Jedes Governance-System stößt irgendwann an dieselbe Grenze: Die zugrundeliegende Infrastruktur ist nicht für dessen Unterstützung ausgelegt.
Ohne kontrollierte Datenpipelines lässt sich der ROI von KI nicht messen. Eine aussagekräftige Portfolioanalyse ist ohne Echtzeit-Einblick in den aktuellen Betrieb, die Kosten und die erzielten Ergebnisse nicht möglich. Und was in einer isolierten Pilotumgebung entwickelt wurde, lässt sich nicht skalieren. Die Diskussion um Governance auf Vorstandsebene ist nur dann sinnvoll, wenn die operative Ebene darunter tatsächlich funktioniert.
Diese Lücke erkennen die meisten Unternehmen erst, wenn es zu spät ist – und genau diese Lücke soll 1Platform schließen.
1Platform ist das integrierte Daten- und KI-Ökosystem von Polestar Analytics – speziell entwickelt, um Datenmanagement, GenAI und agentenbasierte KI in einer einzigen, kontrollierten Umgebung zu vereinen. Anstatt separate Tools für Pipelines, Dashboards und KI-Modelle zu verwenden, integriert 1Platform diese in eine einzige Ausführungsebene. So basieren wichtige Entscheidungen auf einer Infrastruktur, die auch im operativen Bereich zuverlässig funktioniert.
Es erledigt drei Dinge, die die meisten Unternehmen derzeit über drei voneinander getrennte Systeme hinweg tun:
- Data Nexus verwaltet und vereinheitlicht Ihre Datenlandschaft – und schafft so die KI-fähige Grundlage, die den meisten Pilotumgebungen gefehlt hat.

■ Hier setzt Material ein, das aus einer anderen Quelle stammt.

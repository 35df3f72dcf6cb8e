use sqlx::FromRow;

/// Catalog entity. `genre_id` must always reference an existing genre; the
/// service validates it on write and the schema enforces it with a
/// restricted foreign key.
#[derive(Debug, Clone, FromRow)]
pub struct Movie {
    pub id: i32,
    pub title: String,
    pub year: i32,
    pub storyline: String,
    pub rate: Option<f64>,
    pub poster: Option<Vec<u8>>,
    pub genre_id: i16,
}

/// Insert shape: everything the storage layer needs to create a row.
#[derive(Debug, Clone, Default)]
pub struct NewMovie {
    pub title: String,
    pub year: i32,
    pub storyline: String,
    pub rate: Option<f64>,
    pub poster: Option<Vec<u8>>,
    pub genre_id: i16,
}
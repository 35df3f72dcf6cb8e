use crate::state::AppState;
use axum::Router;
use axum::extract::DefaultBodyLimit;
use tower_http::trace::TraceLayer;

// Posters are capped at 1 MB by the validation pipeline; the transport
// limit only guards against runaway request bodies, and must stay high
// enough that an oversized poster reaches the 400 path instead of being
// rejected mid-stream.
const MAX_REQUEST_BODY_BYTES: usize = 16 * 1024 * 1024;

pub fn create_app(state: AppState) -> Router {
    crate::routes::configure_routes()
        .layer(TraceLayer::new_for_http())
        .layer(DefaultBodyLimit::max(MAX_REQUEST_BODY_BYTES))
        .with_state(state)
}
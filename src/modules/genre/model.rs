use sqlx::FromRow;

#[derive(Debug, Clone, FromRow)]
pub struct Genre {
    pub id: i16,
    pub name: String,
}
pub mod db;
use std::env;
use std::str::FromStr;

pub enum EnvKey {
    ServerPort,
    DatabaseUrl,
}

impl EnvKey {
    pub fn as_str(&self) -> &'static str {
        match self {
            EnvKey::ServerPort => "APP_PORT",
            EnvKey::DatabaseUrl => "DATABASE_URL",
        }
    }
}

pub fn get(key: EnvKey) -> Result<String, env::VarError> {
    env::var(key.as_str())
}

pub fn get_parsed<T: FromStr>(key: EnvKey, default: T) -> T {
    match get(key) {
        Ok(val) => val.parse::<T>().unwrap_or(default),
        Err(_) => default,
    }
}
//! Event repository contract and SQLite implementation.
//!
//! # Responsibility
//! - Provide stable create/read/update APIs over the `events` table.
//! - Map between `DateTime<Utc>` attributes and epoch-millisecond
//!   columns at the storage boundary.
//!
//! # Invariants
//! - Write paths call `Event::validate()` before SQL mutations.
//! - Read paths reject invalid persisted state instead of masking it.

use std::error::Error;
use std::fmt::{Display, Formatter};

use chrono::{DateTime, Utc};
use rusqlite::types::Value;
use rusqlite::{params, params_from_iter, Connection, Row};
use uuid::Uuid;

use crate::db::migrations::latest_version;
use crate::db::DbError;
use crate::model::event::{Event, EventId, EventValidationError};

const EVENT_SELECT_SQL: &str = "SELECT
    uuid,
    title,
    time_start,
    time_end
FROM events";

pub type RepoResult<T> = Result<T, RepoError>;

/// Repository error for event persistence and query operations.
#[derive(Debug)]
pub enum RepoError {
    Validation(EventValidationError),
    Db(DbError),
    NotFound(EventId),
    InvalidData(String),
    /// The connection was not opened through `db::open_db`, so the schema
    /// is missing or stale.
    UninitializedConnection {
        expected_version: u32,
        actual_version: u32,
    },
}

impl Display for RepoError {
    fn fmt(&self, f: &mut Formatter<'_>) -> std::fmt::Result {
        match self {
            Self::Validation(err) => write!(f, "{err}"),
            Self::Db(err) => write!(f, "{err}"),
            Self::NotFound(id) => write!(f, "event not found: {id}"),
            Self::InvalidData(message) => write!(f, "invalid persisted event data: {message}"),
            Self::UninitializedConnection {
                expected_version,
                actual_version,
            } => write!(
                f,
                "connection schema version is {actual_version}, expected {expected_version}; \
                 open the store through db::open_db"
            ),
        }
    }
}

impl Error for RepoError {
    fn source(&self) -> Option<&(dyn Error + 'static)> {
        match self {
            Self::Validation(err) => Some(err),
            Self::Db(err) => Some(err),
            _ => None,
        }
    }
}

impl From<EventValidationError> for RepoError {
    fn from(value: EventValidationError) -> Self {
        Self::Validation(value)
    }
}

impl From<DbError> for RepoError {
    fn from(value: DbError) -> Self {
        Self::Db(value)
    }
}

impl From<rusqlite::Error> for RepoError {
    fn from(value: rusqlite::Error) -> Self {
        Self::Db(DbError::Sqlite(value))
    }
}

/// Query options for listing events.
#[derive(Debug, Clone, Default)]
pub struct EventListQuery {
    /// Only events starting at or after this instant.
    pub starts_after: Option<DateTime<Utc>>,
    pub limit: Option<u32>,
    pub offset: u32,
}

/// Record-store contract consumed by the form binder and services.
pub trait EventRepository {
    fn create_event(&self, event: &Event) -> RepoResult<EventId>;
    fn update_event(&self, event: &Event) -> RepoResult<()>;
    fn get_event(&self, id: EventId) -> RepoResult<Option<Event>>;
    fn list_events(&self, query: &EventListQuery) -> RepoResult<Vec<Event>>;
}

/// SQLite-backed event repository.
pub struct SqliteEventRepository<'conn> {
    conn: &'conn Connection,
}

impl<'conn> SqliteEventRepository<'conn> {
    /// Constructs a repository from a migrated connection.
    ///
    /// # Errors
    /// - `UninitializedConnection` when the schema version does not match
    ///   this build, which happens for raw connections that bypassed
    ///   `db::open_db`.
    pub fn try_new(conn: &'conn Connection) -> RepoResult<Self> {
        let expected_version = latest_version();
        let actual_version: u32 =
            conn.query_row("PRAGMA user_version;", [], |row| row.get(0))?;

        if actual_version != expected_version {
            return Err(RepoError::UninitializedConnection {
                expected_version,
                actual_version,
            });
        }

        Ok(Self { conn })
    }
}

impl EventRepository for SqliteEventRepository<'_> {
    fn create_event(&self, event: &Event) -> RepoResult<EventId> {
        event.validate()?;

        self.conn.execute(
            "INSERT INTO events (uuid, title, time_start, time_end)
             VALUES (?1, ?2, ?3, ?4);",
            params![
                event.uuid.to_string(),
                event.title.as_str(),
                event.time_start.timestamp_millis(),
                event.time_end.timestamp_millis(),
            ],
        )?;

        Ok(event.uuid)
    }

    fn update_event(&self, event: &Event) -> RepoResult<()> {
        event.validate()?;

        let changed = self.conn.execute(
            "UPDATE events
             SET
                title = ?1,
                time_start = ?2,
                time_end = ?3,
                updated_at = (strftime('%s', 'now') * 1000)
             WHERE uuid = ?4;",
            params![
                event.title.as_str(),
                event.time_start.timestamp_millis(),
                event.time_end.timestamp_millis(),
                event.uuid.to_string(),
            ],
        )?;

        if changed == 0 {
            return Err(RepoError::NotFound(event.uuid));
        }

        Ok(())
    }

    fn get_event(&self, id: EventId) -> RepoResult<Option<Event>> {
        let mut stmt = self
            .conn
            .prepare(&format!("{EVENT_SELECT_SQL} WHERE uuid = ?1;"))?;

        let mut rows = stmt.query([id.to_string()])?;
        if let Some(row) = rows.next()? {
            return Ok(Some(parse_event_row(row)?));
        }

        Ok(None)
    }

    fn list_events(&self, query: &EventListQuery) -> RepoResult<Vec<Event>> {
        let mut sql = format!("{EVENT_SELECT_SQL} WHERE 1 = 1");
        let mut bind_values: Vec<Value> = Vec::new();

        if let Some(starts_after) = query.starts_after {
            sql.push_str(" AND time_start >= ?");
            bind_values.push(Value::Integer(starts_after.timestamp_millis()));
        }

        sql.push_str(" ORDER BY time_start ASC, uuid ASC");

        if let Some(limit) = query.limit {
            sql.push_str(" LIMIT ?");
            bind_values.push(Value::Integer(i64::from(limit)));
            if query.offset > 0 {
                sql.push_str(" OFFSET ?");
                bind_values.push(Value::Integer(i64::from(query.offset)));
            }
        } else if query.offset > 0 {
            sql.push_str(" LIMIT -1 OFFSET ?");
            bind_values.push(Value::Integer(i64::from(query.offset)));
        }

        let mut stmt = self.conn.prepare(&sql)?;
        let mut rows = stmt.query(params_from_iter(bind_values))?;
        let mut events = Vec::new();

        while let Some(row) = rows.next()? {
            events.push(parse_event_row(row)?);
        }

        Ok(events)
    }
}

fn parse_event_row(row: &Row<'_>) -> RepoResult<Event> {
    let uuid_text: String = row.get("uuid")?;
    let uuid = Uuid::parse_str(&uuid_text).map_err(|_| {
        RepoError::InvalidData(format!("invalid uuid value `{uuid_text}` in events.uuid"))
    })?;

    let time_start = parse_epoch_ms(row.get("time_start")?, "events.time_start")?;
    let time_end = parse_epoch_ms(row.get("time_end")?, "events.time_end")?;

    Ok(Event {
        uuid,
        title: row.get("title")?,
        time_start,
        time_end,
    })
}

fn parse_epoch_ms(millis: i64, column: &str) -> RepoResult<DateTime<Utc>> {
    DateTime::from_timestamp_millis(millis).ok_or_else(|| {
        RepoError::InvalidData(format!("timestamp {millis} out of range in {column}"))
    })
}
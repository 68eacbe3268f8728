//! Event domain model.
//!
//! # Responsibility
//! - Define the canonical event record with its two timestamp attributes.
//! - Enforce record-level invariants on every write path.
//!
//! # Invariants
//! - `uuid` is stable and never reused for another event.
//! - `time_end` must not be earlier than `time_start`.

use std::error::Error;
use std::fmt::{Display, Formatter};

use chrono::{DateTime, Utc};
use serde::{Deserialize, Serialize};
use uuid::Uuid;

use crate::range::form::TimeRanged;
use crate::range::TimeRange;

/// Stable identifier for persisted events.
pub type EventId = Uuid;

/// Upper bound on the stored title length, in characters.
pub const EVENT_TITLE_MAX_CHARS: usize = 100;

/// A scheduled event with a title and a start/end pair.
///
/// The range field never persists itself; it decomposes into
/// `time_start`/`time_end` on save and is rebuilt from them on load.
#[derive(Debug, Clone, PartialEq, Eq, Serialize, Deserialize)]
pub struct Event {
    /// Stable global ID used for linking and updates.
    pub uuid: EventId,
    pub title: String,
    pub time_start: DateTime<Utc>,
    pub time_end: DateTime<Utc>,
}

/// Record-level validation failure.
#[derive(Debug, Clone, Copy, PartialEq, Eq)]
pub enum EventValidationError {
    EmptyTitle,
    TitleTooLong { chars: usize },
    EndBeforeStart,
}

impl Display for EventValidationError {
    fn fmt(&self, f: &mut Formatter<'_>) -> std::fmt::Result {
        match self {
            Self::EmptyTitle => write!(f, "event title must not be empty"),
            Self::TitleTooLong { chars } => write!(
                f,
                "event title exceeds {EVENT_TITLE_MAX_CHARS} characters: {chars}"
            ),
            Self::EndBeforeStart => write!(f, "event end is before event start"),
        }
    }
}

impl Error for EventValidationError {}

impl Event {
    /// Creates an event with a generated stable ID.
    pub fn new(
        title: impl Into<String>,
        time_start: DateTime<Utc>,
        time_end: DateTime<Utc>,
    ) -> Self {
        Self::with_id(Uuid::new_v4(), title, time_start, time_end)
    }

    /// Creates an event with a caller-provided stable ID.
    ///
    /// Used by load paths where identity already exists in storage.
    pub fn with_id(
        uuid: EventId,
        title: impl Into<String>,
        time_start: DateTime<Utc>,
        time_end: DateTime<Utc>,
    ) -> Self {
        Self {
            uuid,
            title: title.into(),
            time_start,
            time_end,
        }
    }

    /// Checks record invariants.
    ///
    /// # Errors
    /// - `EmptyTitle` when the title is blank after trimming.
    /// - `TitleTooLong` past [`EVENT_TITLE_MAX_CHARS`] characters.
    /// - `EndBeforeStart` when the stored pair is out of order.
    pub fn validate(&self) -> Result<(), EventValidationError> {
        if self.title.trim().is_empty() {
            return Err(EventValidationError::EmptyTitle);
        }

        let chars = self.title.chars().count();
        if chars > EVENT_TITLE_MAX_CHARS {
            return Err(EventValidationError::TitleTooLong { chars });
        }

        if self.time_end < self.time_start {
            return Err(EventValidationError::EndBeforeStart);
        }

        Ok(())
    }
}

impl TimeRanged for Event {
    fn time_range(&self) -> Option<TimeRange> {
        Some(TimeRange::new(self.time_start, self.time_end))
    }

    fn set_time_range(&mut self, range: TimeRange) {
        self.time_start = range.start;
        self.time_end = range.end;
    }
}
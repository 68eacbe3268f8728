//! Demo entry point for the range form core.
//!
//! # Responsibility
//! - Exercise the full parse/validate/bind/persist flow against an
//!   in-memory event store.
//! - Keep output deterministic enough for quick local sanity checks.

use chrono::Utc;
use rangeform_core::db::open_db_in_memory;
use rangeform_core::{EventFormData, EventService, SqliteEventRepository};

fn main() {
    let args: Vec<String> = std::env::args().skip(1).collect();

    let conn = match open_db_in_memory() {
        Ok(conn) => conn,
        Err(err) => {
            eprintln!("failed to open event store: {err}");
            std::process::exit(1);
        }
    };
    let repo = match SqliteEventRepository::try_new(&conn) {
        Ok(repo) => repo,
        Err(err) => {
            eprintln!("failed to prepare event store: {err}");
            std::process::exit(1);
        }
    };
    let service = EventService::new(repo);
    let now = Utc::now();

    match args.as_slice() {
        [] => {
            println!("rangeform_core version={}", rangeform_core::core_version());
            println!("new event form default: {}", service.render_new_form(now));
        }
        [title, time_range] => {
            let data = EventFormData {
                title: title.clone(),
                time_range: time_range.clone(),
            };

            let id = match service.create_event(&data, now) {
                Ok(id) => id,
                Err(err) => {
                    eprintln!("event rejected: {err}");
                    std::process::exit(2);
                }
            };

            match service.get_event(id) {
                Ok(Some(event)) => {
                    println!("created event {id}");
                    println!("stored title: {}", event.title);
                    println!("edit value:   {}", service.render_edit_form(&event, now));
                    println!("display:      {}", service.display_range(&event));
                }
                Ok(None) => {
                    eprintln!("created event {id} but could not read it back");
                    std::process::exit(1);
                }
                Err(err) => {
                    eprintln!("failed to read event back: {err}");
                    std::process::exit(1);
                }
            }
        }
        _ => {
            eprintln!(
                "usage: rangeform_cli [TITLE \"MM/DD/YYYY hh:mm AM - MM/DD/YYYY hh:mm PM\"]"
            );
            std::process::exit(2);
        }
    }
}
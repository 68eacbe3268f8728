//! Range parser: raw string -> `TimeRange`.
//!
//! Splitting and token parsing only; logical validation of the resulting
//! pair lives in [`crate::range::validate`].

use std::error::Error;
use std::fmt::{Display, Formatter};

use chrono::{DateTime, NaiveDateTime, Utc};

use crate::range::format::RANGE_SEPARATOR;
use crate::range::{RangeConfig, TimeRange};

/// User-facing failure while turning a submitted string into a pair.
#[derive(Debug, Clone, PartialEq, Eq)]
pub enum ParseError {
    /// The string split into a single token.
    ExpectedMoreDates,
    /// The string split into three or more tokens.
    ExpectedTwoDates,
    /// A token did not match the configured input pattern.
    InvalidDateTime(String),
}

impl Display for ParseError {
    fn fmt(&self, f: &mut Formatter<'_>) -> std::fmt::Result {
        match self {
            Self::ExpectedMoreDates => write!(f, "Expected more than one date."),
            Self::ExpectedTwoDates => write!(f, "Expected exactly two dates."),
            Self::InvalidDateTime(_) => write!(f, "Enter a valid date/time."),
        }
    }
}

impl Error for ParseError {}

/// Splits a raw submission into exactly two trimmed tokens.
pub fn split_range(raw: &str) -> Result<(&str, &str), ParseError> {
    let tokens: Vec<&str> = raw.trim().split(RANGE_SEPARATOR).collect();
    match tokens.as_slice() {
        [start, end] => Ok((start.trim(), end.trim())),
        [_] => Err(ParseError::ExpectedMoreDates),
        _ => Err(ParseError::ExpectedTwoDates),
    }
}

/// Parses one token in the display timezone and converts it to UTC.
pub fn parse_instant(token: &str, config: &RangeConfig) -> Result<DateTime<Utc>, ParseError> {
    let naive = NaiveDateTime::parse_from_str(token, &config.input_format)
        .map_err(|_| ParseError::InvalidDateTime(token.to_string()))?;
    let local = naive
        .and_local_timezone(config.display_offset)
        .single()
        .ok_or_else(|| ParseError::InvalidDateTime(token.to_string()))?;
    Ok(local.with_timezone(&Utc))
}

/// Parses a full `"<start> - <end>"` submission into an unvalidated range.
pub fn parse_range(raw: &str, config: &RangeConfig) -> Result<TimeRange, ParseError> {
    let (start_token, end_token) = split_range(raw)?;
    Ok(TimeRange::new(
        parse_instant(start_token, config)?,
        parse_instant(end_token, config)?,
    ))
}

- P.AI integriert dialogbasierte Intelligenz direkt in Geschäftsprozesse – so sind Erkenntnisse dort verfügbar, wo Entscheidungen getroffen werden, und nicht in einem separaten Analysetool gesperrt.
- Agenthood AI setzt agentenbasierte KI in Funktionen mit hohem Datenvolumen ein – Lieferkette, Finanzen, Vertrieb – und wandelt Governance von einer reinen Berichtspflicht in eine operative Realität um.
Mehr als 80 % der KI-Pilotprojekte scheitern bei der Skalierung – nicht etwa aufgrund mangelnder Leistung der Modelle, sondern weil sie auf fragmentierten Datenbeständen basieren, die nicht mit den Geschäftsprozessen verknüpft sind. 1Platform bietet die Infrastrukturlösung für dieses Problem: gesteuerte Pipelines, einheitliche Ausführung und Messung auf derselben Ebene wie die eigentliche Arbeit.
Die Unternehmen, die die ROI-Lücke im Bereich KI schließen, erreichen dies nicht durch bessere Governance-Dokumente, sondern durch eine bessere Infrastruktur.
Der Unterschied liegt nicht in der Technologie selbst, sondern in der darum herum aufgebauten Infrastruktur.